Summer tomato salad with fresh herbs

by Sarah Steimer

It’s a simple salad, but with so many fresh tomatoes and herbs around, why do more? Seek out the best heirlooms at your farmer’s market. The tomatoes are truly the key ingredient here (and go for color, too!).

  • 2 medium heirloom tomatoes, sliced into 1/4-inch or 1/2-inch-thick rounds
  • 1 small spring onion, sliced very thin and rinsed under cold water
  • 1 tablespoon red wine vinegar
  • 1 tablespoon olive oil
  • 1/4 cup goat cheese
  • 2 tablespoon dill, torn
  • 2 tablespoon basil leaves, torn
  • salt and pepper, to taste
  • sunflower or pumpkin seed meat, for garnish

Shingle the tomatoes slices on a large plate. Season with salt and pepper.
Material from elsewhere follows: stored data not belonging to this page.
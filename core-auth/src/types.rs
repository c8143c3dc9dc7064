use chrono::{DateTime, Duration, Utc};
use serde::{Deserialize, Serialize};
use std::fmt;
use std::str::FromStr;

use crate::error::AuthError;

/// Seconds before `expires_at` at which a token already counts as expired.
pub const EXPIRY_BUFFER_SECS: i64 = 60;

/// OAuth 2.0 token set.
///
/// # Security
///
/// Tokens should never be logged. The `Debug` implementation redacts them.
///
/// # Examples
///
/// ```
/// use core_auth::OAuthTokens;
///
/// let tokens = OAuthTokens::new("BQD...".to_string(), Some("AQD...".to_string()), 3600);
/// assert!(!tokens.is_expired());
///
/// // A token seeded from a refresh token is expired until refreshed
/// let seeded = OAuthTokens::from_refresh_token("AQD...");
/// assert!(seeded.is_expired());
/// ```
#[derive(Clone, Serialize, Deserialize)]
pub struct OAuthTokens {
    /// The access token used for API requests (empty until first refresh)
    pub access_token: String,
    /// The refresh token used to obtain new access tokens
    pub refresh_token: Option<String>,
    /// When the access token expires (UTC)
    pub expires_at: DateTime<Utc>,
}

impl OAuthTokens {
    /// Create a new token set expiring `expires_in` seconds from now
    pub fn new(access_token: String, refresh_token: Option<String>, expires_in: i64) -> Self {
        Self {
            access_token,
            refresh_token,
            expires_at: Utc::now() + Duration::seconds(expires_in),
        }
    }

    /// Token set holding only a refresh token; the first use refreshes it.
    pub fn from_refresh_token(refresh_token: impl Into<String>) -> Self {
        Self {
            access_token: String::new(),
            refresh_token: Some(refresh_token.into()),
            expires_at: Utc::now(),
        }
    }

    /// True when there is no access token or it expires within
    /// [`EXPIRY_BUFFER_SECS`].
    pub fn is_expired(&self) -> bool {
        self.is_expired_with_buffer(EXPIRY_BUFFER_SECS)
    }

    /// Check if the access token is expired with a custom buffer
    pub fn is_expired_with_buffer(&self, buffer_seconds: i64) -> bool {
        self.access_token.is_empty()
            || Utc::now() >= self.expires_at - Duration::seconds(buffer_seconds)
    }

    pub fn can_refresh(&self) -> bool {
        self.refresh_token.as_deref().is_some_and(|t| !t.is_empty())
    }

    /// Get the time remaining until token expiration, `None` once expired.
    pub fn time_until_expiry(&self) -> Option<Duration> {
        let now = Utc::now();
        (now < self.expires_at).then(|| self.expires_at - now)
    }
}

impl fmt::Debug for OAuthTokens {
    fn fmt(&self, f: &mut fmt::Formatter<'_>) -> fmt::Result {
        f.debug_struct("OAuthTokens")
            .field("access_token", &"[REDACTED]")
            .field(
                "refresh_token",
                &self.refresh_token.as_ref().map(|_| "[REDACTED]"),
            )
            .field("expires_at", &self.expires_at)
            .finish()
    }
}

/// OAuth scopes understood by the accounts service.
#[derive(Debug, Clone, Copy, PartialEq, Eq, Hash, PartialOrd, Ord, Serialize, Deserialize)]
#[serde(rename_all = "kebab-case")]
pub enum Scope {
    // Images
    UgcImageUpload,
    // Connect
    UserModifyPlaybackState,
    UserReadPlaybackState,
    UserReadCurrentlyPlaying,
    // Follow
    UserFollowModify,
    UserFollowRead,
    // Listening history
    UserReadRecentlyPlayed,
    UserReadPlaybackPosition,
    UserTopRead,
    // Playlists
    PlaylistReadCollaborative,
    PlaylistModifyPublic,
    PlaylistReadPrivate,
    PlaylistModifyPrivate,
    // Playback
    AppRemoteControl,
    Streaming,
    // Users
    UserReadEmail,
    UserReadPrivate,
    // Library
    UserLibraryModify,
    UserLibraryRead,
}

impl Scope {
    pub const ALL: [Scope; 19] = [
        Scope::UgcImageUpload,
        Scope::UserModifyPlaybackState,
        Scope::UserReadPlaybackState,
        Scope::UserReadCurrentlyPlaying,
        Scope::UserFollowModify,
        Scope::UserFollowRead,
        Scope::UserReadRecentlyPlayed,
        Scope::UserReadPlaybackPosition,
        Scope::UserTopRead,
        Scope::PlaylistReadCollaborative,
        Scope::PlaylistModifyPublic,
        Scope::PlaylistReadPrivate,
        Scope::PlaylistModifyPrivate,
        Scope::AppRemoteControl,
        Scope::Streaming,
        Scope::UserReadEmail,
        Scope::UserReadPrivate,
        Scope::UserLibraryModify,
        Scope::UserLibraryRead,
    ];

    pub fn as_str(&self) -> &'static str {
        match self {
            Scope::UgcImageUpload => "ugc-image-upload",
            Scope::UserModifyPlaybackState => "user-modify-playback-state",
            Scope::UserReadPlaybackState => "user-read-playback-state",
            Scope::UserReadCurrentlyPlaying => "user-read-currently-playing",
            Scope::UserFollowModify => "user-follow-modify",
            Scope::UserFollowRead => "user-follow-read",
            Scope::UserReadRecentlyPlayed => "user-read-recently-played",
            Scope::UserReadPlaybackPosition => "user-read-playback-position",
            Scope::UserTopRead => "user-top-read",
            Scope::PlaylistReadCollaborative => "playlist-read-collaborative",
            Scope::PlaylistModifyPublic => "playlist-modify-public",
            Scope::PlaylistReadPrivate => "playlist-read-private",
            Scope::PlaylistModifyPrivate => "playlist-modify-private",
            Scope::AppRemoteControl => "app-remote-control",
            Scope::Streaming => "streaming",
            Scope::UserReadEmail => "user-read-email",
            Scope::UserReadPrivate => "user-read-private",
            Scope::UserLibraryModify => "user-library-modify",
            Scope::UserLibraryRead => "user-library-read",
        }
    }

    /// Scope strings for a set of scopes, in the order given.
    pub fn to_strings<'a>(scopes: impl IntoIterator<Item = &'a Scope>) -> Vec<String> {
        scopes.into_iter().map(|s| s.as_str().to_string()).collect()
    }
}

impl fmt::Display for Scope {
    fn fmt(&self, f: &mut fmt::Formatter<'_>) -> fmt::Result {
        f.write_str(self.as_str())
    }
}

impl FromStr for Scope {
    type Err = AuthError;

    fn from_str(s: &str) -> Result<Self, Self::Err> {
        let wanted = s.trim().replace('_', "-").to_ascii_lowercase();
        Scope::ALL
            .iter()
            .copied()
            .find(|scope| scope.as_str() == wanted)
            .ok_or_else(|| AuthError::Other(format!("Unknown OAuth scope: {}", s)))
    }
}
In a small bowl, whisk together the vinegar and olive oil; season with salt and pepper. Toss the onions in the dressing and transfer to the tomato plate (leave the vinaigrette in the bowl).

Crumble the cheese over the onion and tomatoes.

Toss the herbs in the vinaigrette and scatter over the tomatoes and onion. Drizzle the plate with the remaining vinaigrette and garnish with the seeds.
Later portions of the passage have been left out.